Telcos to dominate the security market in the next decade
The world has never been more dependent on the internet. The time is ripe for telecoms companies to cement their role as the gatekeepers of its ever-growing digital services, writes Neil Cook, the chief security architect at Open Xchange.
They are responsible for the pipes through which everything flows. From music and maps to malware and malvertising, it’s time for communications service providers (CSPs) to recognise their valuable position as the gate-keepers of data. What’s more, these companies are uniquely positioned to secure this flow of data, adding huge value in the process. CSPs must shrug off their reputation as simple ‘dumb pipes’, useful only for delivering other, more interesting internet services. By blocking malicious and inappropriate content at the IP level these providers can become invaluable security partners for consumers and business.
Human error is one of the biggest weaknesses in any cyber security scenario. As security defences become more comprehensive, hackers are increasingly exploiting human fallibility and gullibility to extract sensitive cyber information. 91% of attacks by sophisticated cybercriminals start through email. When a user follows a phishing email to a fake website that lures them into providing valuable details they open themselves, and their organisation, up to fraud, loss of intellectual property and infection from malware. This tactic has been around for decades but users are still falling for it with astonishing regularity.
User error is the Achilles heel of the cyber security industry, which has been struggling to account for it for years. Fortunately for CSPs, the answer to this problem can be found in the building blocks of the internet itself: DNS. The Domain Name System, the phone book of the internet, connects users and email addresses to servers. By building security protection into this core infrastructure, ISPs can screen unsafe sites and content, alerting users before they run into trouble. This includes blocking malicious or inappropriate sites and malware from the moment a user types in a URL. This proactive, real time defence can play a crucial role in defending users from fraudulent websites and phishing emails.

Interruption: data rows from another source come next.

use tracing::{error, info, warn};

/// Attempt budget used for every content fetch unless configured otherwise.
pub const DEFAULT_MAX_ATTEMPTS: u32 = 3;

/// Failure of a single fetch attempt.
#[derive(Debug, Clone, thiserror::Error, Eq, PartialEq)]
pub enum FetchError {
    #[error("content not found for {cid}")]
    NotFound { cid: String },
    #[error("gateway returned status {status} for {cid}")]
    Status { cid: String, status: u16 },
    #[error("transport failure for {cid}: {reason}")]
    Transport { cid: String, reason: String },
}

/// Client side of the content-addressed network.
pub trait ContentFetcher {
    #[allow(clippy::missing_errors_doc)]
    fn fetch(&self, cid: &str) -> Result<Vec<u8>, FetchError>;
}

/// Fetches `cid`, retrying sequentially up to `max_attempts` times.
///
/// There is no delay between attempts; pacing is left to the transport.
/// Returns `None` only once every attempt has failed.
pub fn fetch_with_retry(
    fetcher: &dyn ContentFetcher,
    cid: &str,
    max_attempts: u32,
) -> Option<Vec<u8>> {
    for attempt in 1..=max_attempts {
        info!(cid, attempt, max_attempts, "content fetch attempt");
        match fetcher.fetch(cid) {
            Ok(bytes) => {
                info!(cid, attempt, len = bytes.len(), "content fetch succeeded");
                return Some(bytes);
            }
            Err(err) => {
                warn!(cid, attempt, error = %err, "content fetch attempt failed");
            }
        }
    }

    error!(cid, max_attempts, "content fetch failed after all attempts");
    None
}
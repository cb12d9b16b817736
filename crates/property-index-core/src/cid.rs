//! Content identifiers for 32-byte digests.
//!
//! A CID here is always version 1, raw codec, sha2-256 multihash, rendered in
//! lowercase unpadded base-32 with the multibase tag `b`.

const BASE32_ALPHABET: &[u8; 32] = b"abcdefghijklmnopqrstuvwxyz234567";

const MULTIBASE_BASE32: char = 'b';
const CID_VERSION_1: u8 = 0x01;
const CODEC_RAW: u8 = 0x55;
const MULTIHASH_SHA2_256: u8 = 0x12;
const DIGEST_LENGTH: u8 = 0x20;

const MULTIHASH_LEN: usize = 2 + 32;
const CID_BYTES_LEN: usize = 2 + MULTIHASH_LEN;

/// Length of every derived CID: the multibase tag plus ceil(36 * 8 / 5) symbols.
pub const CID_LENGTH: usize = 1 + (CID_BYTES_LEN * 8).div_ceil(5);

/// Derives the CID string addressing raw content with the given sha2-256 digest.
#[must_use]
pub fn derive_content_id(hash: &[u8; 32]) -> String {
    let mut multihash = [0_u8; MULTIHASH_LEN];
    multihash[0] = MULTIHASH_SHA2_256;
    multihash[1] = DIGEST_LENGTH;
    multihash[2..].copy_from_slice(hash);

    let mut cid = [0_u8; CID_BYTES_LEN];
    cid[0] = CID_VERSION_1;
    cid[1] = CODEC_RAW;
    cid[2..].copy_from_slice(&multihash);

    let mut out = String::with_capacity(CID_LENGTH);
    out.push(MULTIBASE_BASE32);
    out.push_str(&encode_base32(&cid));
    out
}

/// RFC 4648 base-32, lowercase, no padding.
#[must_use]
pub fn encode_base32(data: &[u8]) -> String {
    let mut out = String::with_capacity((data.len() * 8).div_ceil(5));
    let mut buffer: u32 = 0;
    let mut bits: u32 = 0;

    for byte in data {
        buffer = (buffer << 8) | u32::from(*byte);
        bits += 8;
        while bits >= 5 {
            out.push(symbol(buffer >> (bits - 5)));
            bits -= 5;
        }
        // Only the low `bits` bits are still pending.
        buffer &= (1 << bits) - 1;
    }

    if bits > 0 {
        out.push(symbol(buffer << (5 - bits)));
    }

    out
}

fn symbol(value: u32) -> char {
    // Masked to five bits, so the index is always in range.
    char::from(BASE32_ALPHABET[(value & 0x1f) as usize])
}
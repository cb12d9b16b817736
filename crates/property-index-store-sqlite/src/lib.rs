#![allow(clippy::missing_errors_doc)]

use std::collections::BTreeMap;
use std::path::Path;

use anyhow::{anyhow, Context, Result};
use property_index_core::{
    format_rfc3339, now_utc, EntityKind, EntityStore, EventPosition, IndexError, PropertyRecord,
    TIMEOUT_CONTENT_PREFIX,
};
use rusqlite::{params, Connection, OptionalExtension};
use serde_json::Value;
use sha2::{Digest, Sha256};
use tracing::debug;

const ENTITY_MIGRATION_VERSION: i64 = 1;
const CURSOR_NAME: &str = "submission_events";

const SCHEMA_ENTITIES_V1: &str = r"
CREATE TABLE IF NOT EXISTS entities (
  kind TEXT NOT NULL CHECK (
    kind IN (
      'property',
      'label_pair',
      'label_counter',
      'submitter_label_pair',
      'submitter_label_counter',
      'submitter_jurisdiction_pair',
      'submitter_jurisdiction_counter',
      'submitter_jurisdiction_label_pair',
      'submitter_jurisdiction_label_counter',
      'jurisdiction_counter'
    )
  ),
  entity_key TEXT NOT NULL,
  payload_json TEXT NOT NULL,
  PRIMARY KEY (kind, entity_key)
);

CREATE TRIGGER IF NOT EXISTS trg_entities_write_once
BEFORE UPDATE ON entities
WHEN OLD.kind IN (
  'property',
  'label_pair',
  'submitter_label_pair',
  'submitter_jurisdiction_pair',
  'submitter_jurisdiction_label_pair'
)
BEGIN
  SELECT RAISE(FAIL, 'property records and dedup pairs are write-once');
END;

CREATE TRIGGER IF NOT EXISTS trg_entities_no_delete
BEFORE DELETE ON entities
BEGIN
  SELECT RAISE(FAIL, 'entities are never deleted');
END;

CREATE TABLE IF NOT EXISTS ingest_cursor (
  cursor_name TEXT PRIMARY KEY,
  block_number INTEGER NOT NULL CHECK (block_number >= 0),
  log_index INTEGER NOT NULL CHECK (log_index >= 0),
  events_applied INTEGER NOT NULL CHECK (events_applied >= 0),
  updated_at TEXT NOT NULL
);
";

pub struct SqliteEntityStore {
    conn: Connection,
}

#[derive(Debug, Clone, serde::Serialize, serde::Deserialize, PartialEq, Eq)]
pub struct IngestCursor {
    pub block_number: u64,
    pub log_index: u64,
    pub events_applied: u64,
    pub updated_at: String,
}

impl IngestCursor {
    #[must_use]
    pub fn position(&self) -> EventPosition {
        EventPosition {
            block_number: self.block_number,
            log_index: self.log_index,
        }
    }
}

#[derive(Debug, Clone, serde::Serialize, serde::Deserialize, PartialEq, Eq)]
pub struct EntityRow {
    pub kind: String,
    pub key: String,
    pub payload: Value,
}

/// A property whose content fetch ran out of attempts.
#[derive(Debug, Clone, serde::Serialize, serde::Deserialize, PartialEq, Eq)]
pub struct TimeoutRecord {
    pub record_id: String,
    pub content_id: String,
    pub root_hash: String,
    pub transaction_hash: String,
    pub block_number: u64,
}

impl SqliteEntityStore {
    pub fn open(path: &Path) -> Result<Self> {
        let conn = Connection::open(path)
            .with_context(|| format!("failed to open sqlite database at {}", path.display()))?;

        conn.execute_batch(
            "PRAGMA journal_mode = WAL;
             PRAGMA foreign_keys = ON;
             PRAGMA busy_timeout = 5000;",
        )
        .context("failed to configure sqlite pragmas")?;

        Ok(Self { conn })
    }

    pub fn migrate(&self) -> Result<()> {
        self.conn
            .execute_batch(
                "CREATE TABLE IF NOT EXISTS schema_migrations (
                    version INTEGER PRIMARY KEY,
                    applied_at TEXT NOT NULL
                );",
            )
            .context("failed to ensure schema_migrations exists")?;

        self.conn
            .execute_batch(SCHEMA_ENTITIES_V1)
            .context("failed to apply entity schema")?;

        let now = format_rfc3339(now_utc()).map_err(|err| anyhow!(err.to_string()))?;
        self.conn
            .execute(
                "INSERT OR IGNORE INTO schema_migrations(version, applied_at) VALUES (?1, ?2)",
                params![ENTITY_MIGRATION_VERSION, now],
            )
            .context("failed to register entity schema migration")?;

        Ok(())
    }

    pub fn cursor(&self) -> Result<Option<IngestCursor>> {
        let mut stmt = self.conn.prepare(
            "SELECT block_number, log_index, events_applied, updated_at
             FROM ingest_cursor
             WHERE cursor_name = ?1",
        )?;

        let row = stmt
            .query_row(params![CURSOR_NAME], |row| {
                Ok((
                    row.get::<_, i64>(0)?,
                    row.get::<_, i64>(1)?,
                    row.get::<_, i64>(2)?,
                    row.get::<_, String>(3)?,
                ))
            })
            .optional()
            .context("failed to query ingest cursor")?;

        let Some((block_number, log_index, events_applied, updated_at)) = row else {
            return Ok(None);
        };

        Ok(Some(IngestCursor {
            block_number: u64::try_from(block_number)
                .with_context(|| format!("invalid cursor block_number: {block_number}"))?,
            log_index: u64::try_from(log_index)
                .with_context(|| format!("invalid cursor log_index: {log_index}"))?,
            events_applied: u64::try_from(events_applied)
                .with_context(|| format!("invalid cursor events_applied: {events_applied}"))?,
            updated_at,
        }))
    }

    /// Runs `apply` against a transaction-scoped entity view and advances the
    /// ingest cursor to `position` in the same transaction.
    ///
    /// Returns `None` without calling `apply` when `position` is at or before
    /// the cursor, so re-ingesting a log is a no-op. Any error rolls back every
    /// write made for this event.
    pub fn apply_event<T>(
        &mut self,
        position: EventPosition,
        apply: impl FnOnce(&mut dyn EntityStore) -> Result<T, IndexError>,
    ) -> Result<Option<T>> {
        let previous = self.cursor()?;
        if let Some(cursor) = &previous {
            if position <= cursor.position() {
                debug!(
                    block_number = position.block_number,
                    log_index = position.log_index,
                    "event at or before ingest cursor; skipping"
                );
                return Ok(None);
            }
        }
        let events_applied = previous.map_or(0, |cursor| cursor.events_applied) + 1;

        let tx = self
            .conn
            .transaction()
            .context("failed to start event transaction")?;

        let value = {
            let mut view = SqliteEntities { conn: &tx };
            let entities: &mut dyn EntityStore = &mut view;
            apply(entities).with_context(|| {
                format!(
                    "failed to apply event at block {} log {}",
                    position.block_number, position.log_index
                )
            })?
        };

        let now = format_rfc3339(now_utc()).map_err(|err| anyhow!(err.to_string()))?;
        tx.execute(
            "INSERT INTO ingest_cursor(cursor_name, block_number, log_index, events_applied, updated_at)
             VALUES (?1, ?2, ?3, ?4, ?5)
             ON CONFLICT(cursor_name) DO UPDATE SET
               block_number = excluded.block_number,
               log_index = excluded.log_index,
               events_applied = excluded.events_applied,
               updated_at = excluded.updated_at",
            params![
                CURSOR_NAME,
                to_sql_integer("block_number", position.block_number)?,
                to_sql_integer("log_index", position.log_index)?,
                to_sql_integer("events_applied", events_applied)?,
                now
            ],
        )
        .context("failed to advance ingest cursor")?;

        tx.commit().context("failed to commit event transaction")?;
        Ok(Some(value))
    }

    pub fn load_entity_payload(&self, kind: EntityKind, key: &str) -> Result<Option<Value>> {
        load_payload_from(&self.conn, kind, key)
            .with_context(|| format!("failed to load {kind} {key}"))
    }

    /// Every entity, ordered by `(kind, entity_key)`.
    pub fn snapshot(&self) -> Result<Vec<EntityRow>> {
        let mut stmt = self.conn.prepare(
            "SELECT kind, entity_key, payload_json
             FROM entities
             ORDER BY kind ASC, entity_key ASC",
        )?;

        let rows = stmt.query_map([], |row| {
            Ok((
                row.get::<_, String>(0)?,
                row.get::<_, String>(1)?,
                row.get::<_, String>(2)?,
            ))
        })?;

        let mut snapshot = Vec::new();
        for (kind, key, payload_json) in collect_rows(rows)? {
            let payload: Value = serde_json::from_str(&payload_json)
                .with_context(|| format!("invalid stored payload for {kind} {key}"))?;
            snapshot.push(EntityRow { kind, key, payload });
        }
        Ok(snapshot)
    }

    /// SHA-256 (hex) over the stored rows in snapshot order.
    pub fn snapshot_digest(&self) -> Result<String> {
        let mut stmt = self.conn.prepare(
            "SELECT kind, entity_key, payload_json
             FROM entities
             ORDER BY kind ASC, entity_key ASC",
        )?;
        let mut rows = stmt.query([])?;

        let mut hasher = Sha256::new();
        while let Some(row) = rows.next()? {
            for column in 0..3 {
                let text: String = row.get(column)?;
                hasher.update(text.as_bytes());
                hasher.update([if column == 2 { b'\n' } else { b'\t' }]);
            }
        }
        Ok(hex::encode(hasher.finalize()))
    }

    /// Properties stored with the timeout content sentinel, oldest first.
    pub fn list_timeouts(&self, limit: Option<usize>) -> Result<Vec<TimeoutRecord>> {
        let mut query = "SELECT entity_key, payload_json
             FROM entities
             WHERE kind = 'property'
               AND json_extract(payload_json, '$.content') GLOB 'TIMEOUT:*'
             ORDER BY json_extract(payload_json, '$.block_number') ASC, entity_key ASC"
            .to_string();

        if let Some(raw_limit) = limit {
            query.push_str(" LIMIT ");
            query.push_str(&raw_limit.to_string());
        }

        let mut stmt = self.conn.prepare(&query)?;
        let rows = stmt.query_map([], |row| {
            Ok((row.get::<_, String>(0)?, row.get::<_, String>(1)?))
        })?;

        let mut timeouts = Vec::new();
        for (key, payload_json) in collect_rows(rows)? {
            let record: PropertyRecord = serde_json::from_str(&payload_json)
                .with_context(|| format!("invalid stored property {key}"))?;
            let Some(content_id) = record.content.strip_prefix(TIMEOUT_CONTENT_PREFIX) else {
                continue;
            };
            timeouts.push(TimeoutRecord {
                record_id: record.id,
                content_id: content_id.to_string(),
                root_hash: record.root_hash,
                transaction_hash: record.transaction_hash,
                block_number: record.block_number,
            });
        }
        Ok(timeouts)
    }

    /// Row count per entity kind; kinds with no rows report zero.
    pub fn count_by_kind(&self) -> Result<BTreeMap<String, u64>> {
        let mut counts: BTreeMap<String, u64> = EntityKind::ALL
            .into_iter()
            .map(|kind| (kind.as_str().to_string(), 0))
            .collect();

        let mut stmt = self
            .conn
            .prepare("SELECT kind, COUNT(*) FROM entities GROUP BY kind")?;
        let rows = stmt.query_map([], |row| {
            Ok((row.get::<_, String>(0)?, row.get::<_, i64>(1)?))
        })?;

        for (kind, count) in collect_rows(rows)? {
            let count =
                u64::try_from(count).with_context(|| format!("invalid row count for {kind}"))?;
            counts.insert(kind, count);
        }
        Ok(counts)
    }
}

impl EntityStore for SqliteEntityStore {
    fn load_payload(&self, kind: EntityKind, key: &str) -> Result<Option<Value>, IndexError> {
        load_payload_from(&self.conn, kind, key).map_err(to_index_error)
    }

    fn save_payload(
        &mut self,
        kind: EntityKind,
        key: &str,
        payload: Value,
    ) -> Result<(), IndexError> {
        save_payload_to(&self.conn, kind, key, &payload).map_err(to_index_error)
    }
}

/// Entity view bound to one open event transaction.
struct SqliteEntities<'a> {
    conn: &'a Connection,
}

impl EntityStore for SqliteEntities<'_> {
    fn load_payload(&self, kind: EntityKind, key: &str) -> Result<Option<Value>, IndexError> {
        load_payload_from(self.conn, kind, key).map_err(to_index_error)
    }

    fn save_payload(
        &mut self,
        kind: EntityKind,
        key: &str,
        payload: Value,
    ) -> Result<(), IndexError> {
        save_payload_to(self.conn, kind, key, &payload).map_err(to_index_error)
    }
}

fn load_payload_from(conn: &Connection, kind: EntityKind, key: &str) -> Result<Option<Value>> {
    let raw = conn
        .query_row(
            "SELECT payload_json FROM entities WHERE kind = ?1 AND entity_key = ?2",
            params![kind.as_str(), key],
            |row| row.get::<_, String>(0),
        )
        .optional()
        .context("failed to query entity")?;

    raw.map(|payload_json| {
        serde_json::from_str(&payload_json).context("invalid stored entity payload")
    })
    .transpose()
}

fn save_payload_to(conn: &Connection, kind: EntityKind, key: &str, payload: &Value) -> Result<()> {
    let payload_json = serde_json::to_string(payload).context("failed to serialize payload")?;
    conn.execute(
        "INSERT INTO entities(kind, entity_key, payload_json)
         VALUES (?1, ?2, ?3)
         ON CONFLICT(kind, entity_key) DO UPDATE SET
           payload_json = excluded.payload_json",
        params![kind.as_str(), key, payload_json],
    )
    .with_context(|| format!("failed to save {kind} {key}"))?;

    if kind.is_immutable() {
        debug!(kind = kind.as_str(), key, "write-once entity stored");
    }
    Ok(())
}

fn to_index_error(err: anyhow::Error) -> IndexError {
    IndexError::Store(format!("{err:#}"))
}

fn to_sql_integer(field: &str, value: u64) -> Result<i64> {
    i64::try_from(value).with_context(|| format!("{field} does not fit in sqlite INTEGER: {value}"))
}

fn collect_rows<T>(
    rows: rusqlite::MappedRows<'_, impl FnMut(&rusqlite::Row<'_>) -> rusqlite::Result<T>>,
) -> Result<Vec<T>> {
    let mut values = Vec::new();
    for row in rows {
        values.push(row?);
    }
    Ok(values)
}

But the potential value of this innovation to telcos runs deeper still. In 2016 a number of highly publicised DDoS attacks used IoT devices overwhelm websites and services. Famed ‘Mirai’ and ‘LizardStresser’ botnets have hijacked traffic from unsecured connected webcams, lightbulbs and TVs to direct 620Gbps at target websites, forcing them offline. Here we see the scale of this opportunity for telecom companies. A crucial advantage of providing a network-wide security layer, based on DNS filtering and restrictions, is that it not only protects a user’s laptop or phone, but all devices on their Internet connection. This means it also covers smart TVs and all the other ‘Internet of Things’ devices connected in a user’s home.
The primary differences between IoT devices and computers is that there is no direct user interaction with the operating system, the software is usually not updated and they can be online 24×7. All of these traits make these devices the perfect targets for hackers. Effectively securing IoT devices is one of the biggest problems facing the industry, as traditional endpoint solutions are simply not effective, making network-wide protection the most effective way of securing these devices.
CSPs are sitting on the solution to a problem that the multi-billion dollar security industry has been trying to solve for years. It’s time for telecom companies to wake up and recognise the enormous financial opportunity they have to provide customers and businesses with the real value of holistic, DNS level protection.